My family relies on me to be someone who is never shut down, even when he wants to be, it occurs to me. I don’t know if this is true but I fear it is.

By 8, I’m on a Caltrain headed back to San Mateo, tired but successful. I check to make sure I am still myself, and satisfied, I go back to my sister’s house.

8 Comments

  1. I have been feeling empty the past few holidays as a direct result of the monotony of buying presents for people who don’t really need anything. Consumerism I think is a better term… people have forgotten what is truly important and just buy things for the sake of buying things and/or obligation. Ugh…it’s the worst. I wish presents would just disappear and that everyone would just give to those who need it.

  2. Eco Warrior: Thanks.

    lostloveletters: Yes. My sister in law has us give to charity instead of giving presents to her, and increasingly I think it’s the way to go.
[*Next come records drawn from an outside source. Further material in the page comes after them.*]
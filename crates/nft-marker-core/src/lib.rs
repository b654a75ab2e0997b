//! Pixel-level building blocks for natural-feature markers.
//!
//! This crate is intentionally small and free of I/O. It does *not* depend
//! on any image codec: callers hand in 8-bit grayscale buffers through
//! [`GrayImageView`].
//!
//! - [`analyze_gray`]: brightness / contrast statistics and a [`QualityVerdict`].
//! - [`extract_features`]: grid-sampled gradient-product corner features.
//! - [`multiscale_features`]: the same extractor over a 2× pyramid.

mod analysis;
mod features;
mod image;
mod logger;
mod pyramid;

pub use analysis::{
    analyze_gray, sample_stride, AnalysisResult, QualityVerdict, FULL_RES_PIXEL_LIMIT,
};
pub use features::{
    extract_features, gradient_product, FeatureDensity, FeaturePoint, UnknownDensity,
    EDGE_MARGIN, SCORE_THRESHOLD,
};
pub use image::{downsample_2x, enhance_contrast, GrayImage, GrayImageView};
pub use pyramid::{
    build_pyramid, extract_pyramid_features, multiscale_features, LevelFeatures,
    MultiScaleFeatures, Pyramid, PyramidLevel, MAX_PYRAMID_LEVELS,
};

#[cfg(feature = "tracing")]
pub use logger::init_tracing;

pub use logger::{init_with_level, level_for_verbosity};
  3. One of my friends’ family does the charity thing too; I think I might go that route this upcoming year, as my Mom commented we all knew what we were getting this year down to the last gift (except for my hot chocolate maker, which was the only gift I can use to give gifts to others), why bother?
    And I have been enjoying making hot chocolate for everyone, with all sorts of too expensive gourmet chocolate bars-dark, with nuts, fruit hot peppers. Capitalism tags me again even when I’m trying to give hot tasty drinks to family and friends.

  4. You are quite possibly the best friend, the best teacher, the best human being anyone could ask for.

  5. I am inclined, I think, to agree with your Firend with the Robot Ex– you seem to me to be all of that.

    I especially liked the line “On the street, it’s warmer from the bourbon.”

    It’s interesting how the holidays can turn you into yourself when their supposed purpose is the opposite. Or maybe we’re just different. All I know is, Xmas never turns out right, I am usually broke, and find the whole gift-giving thing an awkward interchange.

    I’m glad you found and posted this.

  6. this is just beautiful. great musings on the family of capitalism — or maybe the capitalism of family. especially important now that we seem to have a collective hangover…
    “Capitalism is like the friend that only takes, I decide. It wants you to think you get things in return and then later you notice your life is missing important sections, as if after a blackout drunk.”